This post is approximately 500 words long. That’s about a word for every friggin’ marble I’ve stepped on.
Benji and I recently played with our Marbleworks set from Discovery Toys. Think of it as a cascading bobsled track for marbles that you assemble in any configuration you desire. Place one in the funnel at the top and it follows your path all the way to the bottom. This wonderful experience develops creativity in kids (and reignites it in parents).
Our construction approaches vary. Sometimes, Benji just gives me pieces. Others, I try to work in something creative, like every level is the same color. The basic approach is the same: funnel(s) at the top, finish line(s) at the bottom, fun raceway in the middle.

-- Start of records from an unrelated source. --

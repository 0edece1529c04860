use std::fmt;
use std::str::FromStr;

use serde::{Deserialize, Serialize};

/// Configuration loaded from `~/.upreview/config.json`.
#[derive(Debug, Clone, Default, Serialize, Deserialize)]
#[serde(rename_all = "camelCase")]
pub struct Config {
    /// Explicit database location. Defaults to `~/.upreview/upreview.db`.
    #[serde(default, skip_serializing_if = "Option::is_none")]
    pub database_path: Option<String>,
    /// Shown in the console banner instead of the login name when set.
    #[serde(default, skip_serializing_if = "Option::is_none")]
    pub reviewer_display_name: Option<String>,
}

/// Stable identifier of a review ticket (`TicketID` column).
#[derive(Debug, Clone, Copy, PartialEq, Eq, PartialOrd, Ord, Hash)]
pub struct TicketId(pub i64);

impl fmt::Display for TicketId {
    fn fmt(&self, f: &mut fmt::Formatter<'_>) -> fmt::Result {
        write!(f, "{}", self.0)
    }
}

impl FromStr for TicketId {
    type Err = std::num::ParseIntError;

    fn from_str(s: &str) -> Result<Self, Self::Err> {
        s.trim().parse::<i64>().map(TicketId)
    }
}

/// Reviewer outcome for a ticket. The label is what lands in `Status`.
#[derive(Debug, Clone, Copy, PartialEq, Eq)]
pub enum Decision {
    Approved,
    Denied,
}

impl Decision {
    pub fn as_str(&self) -> &'static str {
        match self {
            Decision::Approved => "Approved",
            Decision::Denied => "Denied",
        }
    }
}

impl fmt::Display for Decision {
    fn fmt(&self, f: &mut fmt::Formatter<'_>) -> fmt::Result {
        f.write_str(self.as_str())
    }
}

/// An authenticated reviewer. The hash is opaque to everything but the verifier.
#[derive(Debug, Clone, PartialEq, Eq)]
pub struct ReviewerIdentity {
    pub username: String,
    pub credential_hash: String,
}

/// A row from `ticket_table`.
#[derive(Debug, Clone, PartialEq)]
pub struct Ticket {
    pub id: TicketId,
    pub profile_id: Option<String>,
    pub previous_gu_duns: Option<String>,
    pub previous_gu_name: Option<String>,
    pub new_gu_duns: Option<String>,
    pub new_gu_name: Option<String>,
    pub reason: String,
    /// `None` while pending; otherwise the last recorded decision label.
    pub status: Option<String>,
    pub approver: Option<String>,
}

/// Which snapshot a row came from.
#[derive(Debug, Clone, Copy, PartialEq, Eq)]
pub enum SnapshotKind {
    Current,
    Future,
}

impl SnapshotKind {
    pub fn table(&self) -> &'static str {
        match self {
            SnapshotKind::Current => "current_accounts",
            SnapshotKind::Future => "future_accounts",
        }
    }
}

/// A row from `current_accounts` or `future_accounts`, joined to a ticket by id.
#[derive(Debug, Clone, Default, PartialEq)]
pub struct AccountSnapshotRow {
    pub ticket_id: Option<TicketId>,
    pub enterprise_id: Option<String>,
    pub account_name: Option<String>,
    pub record_type_id: Option<String>,
    pub ultimate_parent_name: Option<String>,
    pub ultimate_parent_enterprise_id: Option<String>,
    pub billing_street: Option<String>,
    pub duns_number: Option<String>,
    pub gu_duns: Option<String>,
    pub gu_name: Option<String>,
    pub company_profile: Option<String>,
    pub previous_gu_duns: Option<String>,
    pub new_gu_duns: Option<String>,
    pub previous_gu_name: Option<String>,
    pub new_gu_name: Option<String>,
}
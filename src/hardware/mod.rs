// Hardware access: attribute store, path catalogue and sensor readers

// Fixed attribute locations
mod catalog;
// Fan, battery and CPU readings
mod sensors;
// Multi-path read/write facade
mod store;
// Scripted backend shared by tests
#[cfg(test)]
pub mod testing;

pub use catalog::Catalog;
pub use sensors::{CpuSampler, read_battery, read_fan_speed, read_kbd_max_brightness};
pub use store::{AttributeBackend, HardwareAttributeStore};
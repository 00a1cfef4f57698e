// Optional TOML configuration

use crate::error::ConfigError;
use dirs::config_dir;
use serde::Deserialize;
use std::fs;
use std::path::{Path, PathBuf};
use std::time::Duration;

/// Top-level configuration. Every field has a default, so an absent or
/// partial file is fine.
#[derive(Deserialize, Debug, Clone, PartialEq)]
#[serde(default)]
pub struct Config {
    /// Prefix for every hardware path (useful for fake sysfs trees)
    pub sysfs_root: PathBuf,
    /// power_supply entry holding the battery attributes
    pub battery: String,
    pub intervals: IntervalConfig,
    pub logging: LoggingConfig,
}

/// Poll intervals in milliseconds.
#[derive(Deserialize, Debug, Clone, PartialEq)]
#[serde(default)]
pub struct IntervalConfig {
    pub fan_ms: u64,
    pub cpu_ms: u64,
    pub battery_ms: u64,
    pub kbd_backlight_ms: u64,
}

#[derive(Deserialize, Debug, Clone, PartialEq)]
#[serde(default)]
pub struct LoggingConfig {
    /// Default level when RUST_LOG is unset
    pub level: String,
    /// Log file candidates; the first that can be opened is used
    pub files: Vec<PathBuf>,
}

impl Default for Config {
    fn default() -> Self {
        Self {
            sysfs_root: PathBuf::from("/"),
            battery: "BAT1".to_string(),
            intervals: IntervalConfig::default(),
            logging: LoggingConfig::default(),
        }
    }
}

impl Default for IntervalConfig {
    fn default() -> Self {
        Self {
            fan_ms: 2000,
            cpu_ms: 2000,
            battery_ms: 5000,
            kbd_backlight_ms: 1000,
        }
    }
}

impl Default for LoggingConfig {
    fn default() -> Self {
        Self {
            level: "info".to_string(),
            files: vec![
                PathBuf::from("/var/log/samsung-control.log"),
                PathBuf::from("/tmp/samsung-control.log"),
            ],
        }
    }
}

impl IntervalConfig {
    pub fn fan(&self) -> Duration {
        Duration::from_millis(self.fan_ms)
    }

    pub fn cpu(&self) -> Duration {
        Duration::from_millis(self.cpu_ms)
    }

    pub fn battery(&self) -> Duration {
        Duration::from_millis(self.battery_ms)
    }

    pub fn kbd_backlight(&self) -> Duration {
        Duration::from_millis(self.kbd_backlight_ms)
    }
}

/// Per-user config location, e.g. ~/.config/samsung-control/config.toml
pub fn default_config_path() -> Option<PathBuf> {
    config_dir().map(|p| p.join("samsung-control/config.toml"))
}

impl Config {
    /// Loads `path`, or the per-user file when `path` is None.
    /// A missing file yields the defaults; an unreadable or malformed one is
    /// an error.
    pub fn load(path: Option<&Path>) -> Result<Self, ConfigError> {
        let path = match path.map(Path::to_path_buf).or_else(default_config_path) {
            Some(p) => p,
            None => return Ok(Self::default()),
        };

        if !path.exists() {
            return Ok(Self::default());
        }

        let data = fs::read_to_string(&path).map_err(|source| ConfigError::Read {
            path: path.clone(),
            source,
        })?;
        Self::parse(&data).map_err(|source| ConfigError::Parse { path, source })
    }

    pub fn parse(data: &str) -> Result<Self, toml::de::Error> {
        toml::from_str(data)
    }
}

#[cfg(test)]
mod tests {
    use super::*;
    use pretty_assertions::assert_eq;
    use tempfile::TempDir;

    #[test]
    fn empty_file_gives_defaults() {
        assert_eq!(Config::parse("").unwrap(), Config::default());
    }

    #[test]
    fn partial_file_overrides_only_given_fields() {
        let config = Config::parse(
            r#"
            battery = "BAT0"

            [intervals]
            fan_ms = 500
            "#,
        )
        .unwrap();

        assert_eq!(config.battery, "BAT0");
        assert_eq!(config.intervals.fan(), Duration::from_millis(500));
        assert_eq!(config.intervals.battery(), Duration::from_secs(5));
        assert_eq!(config.intervals.kbd_backlight(), Duration::from_secs(1));
        assert_eq!(config.sysfs_root, PathBuf::from("/"));
        assert_eq!(config.logging.level, "info");
    }

    #[test]
    fn load_missing_file_gives_defaults() {
        let dir = TempDir::new().unwrap();
        let config = Config::load(Some(&dir.path().join("config.toml"))).unwrap();
        assert_eq!(config, Config::default());
    }

    #[test]
    fn load_malformed_file_is_error() {
        let dir = TempDir::new().unwrap();
        let path = dir.path().join("config.toml");
        fs::write(&path, "intervals = 3").unwrap();

        let err = Config::load(Some(&path)).unwrap_err();
        assert!(matches!(err, ConfigError::Parse { .. }));
    }

    #[test]
    fn load_reads_given_file() {
        let dir = TempDir::new().unwrap();
        let path = dir.path().join("config.toml");
        fs::write(&path, "sysfs_root = \"/tmp/fake\"\n[logging]\nlevel = \"debug\"\n").unwrap();

        let config = Config::load(Some(&path)).unwrap();
        assert_eq!(config.sysfs_root, PathBuf::from("/tmp/fake"));
        assert_eq!(config.logging.level, "debug");
        assert_eq!(config.logging.files.len(), 2);
    }
}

And (he says, appreciating the segue he’s created), this is analogous to writing a story. The writer spends a certain amount of time invested in the construction of the tale, ensuring there’s a beginning, a compelling middle, and an end. You’ve created a journey that you know/hope/wish the readers will love.
So, back to Benji’s marble track. I’d spent ten or fifteen minutes assembling pieces and he’s dropping marbles in the funnel and giggling as they race to the bottom, following twists and turns, plinking off posts, and spinning down drains. Soon, it’s not enough, and he starts dropping marbles at any point he likes in the track. He’s moved the beginning on me! I’ve lost some control, though it’s alright because he’s still reaches the ending I’ve set up for him. Until he starts grabbing the marbles before they reach the finish! Because he doesn’t care a bit about my carefully crafted raceway, he’s changed the journey the marbles are taking. Not every aspect, mind you, but significantly enough that it’s different than I intended.
But that’s perfectly acceptable. The point of building the track (aside from the pleasure of being creative) is for him to have fun.
It’s the same with a story. You expend significant time carefully crafting something for your readers, and they interpret things differently and take a journey you’d didn’t foresee.
Again, that’s just fine. It can be better if the reader takes your story and makes it her or his own. Even if they interpret it far, far differently than you intend. Much like when Benji takes marbles and throws them down the hallway.
Crafting a specific journey that your audience will enjoy is very important, but the writer needs to be prepared for interpretations that vary from the original intent.
PS: Interested in other ways that playing with toys can change the way you think about writing? In a future posts, I’ll discuss the benefits derived from Legos, Tinker Toys, and other modular or creative toys. I’ve already done blocks! See? You’re helping your child and your book!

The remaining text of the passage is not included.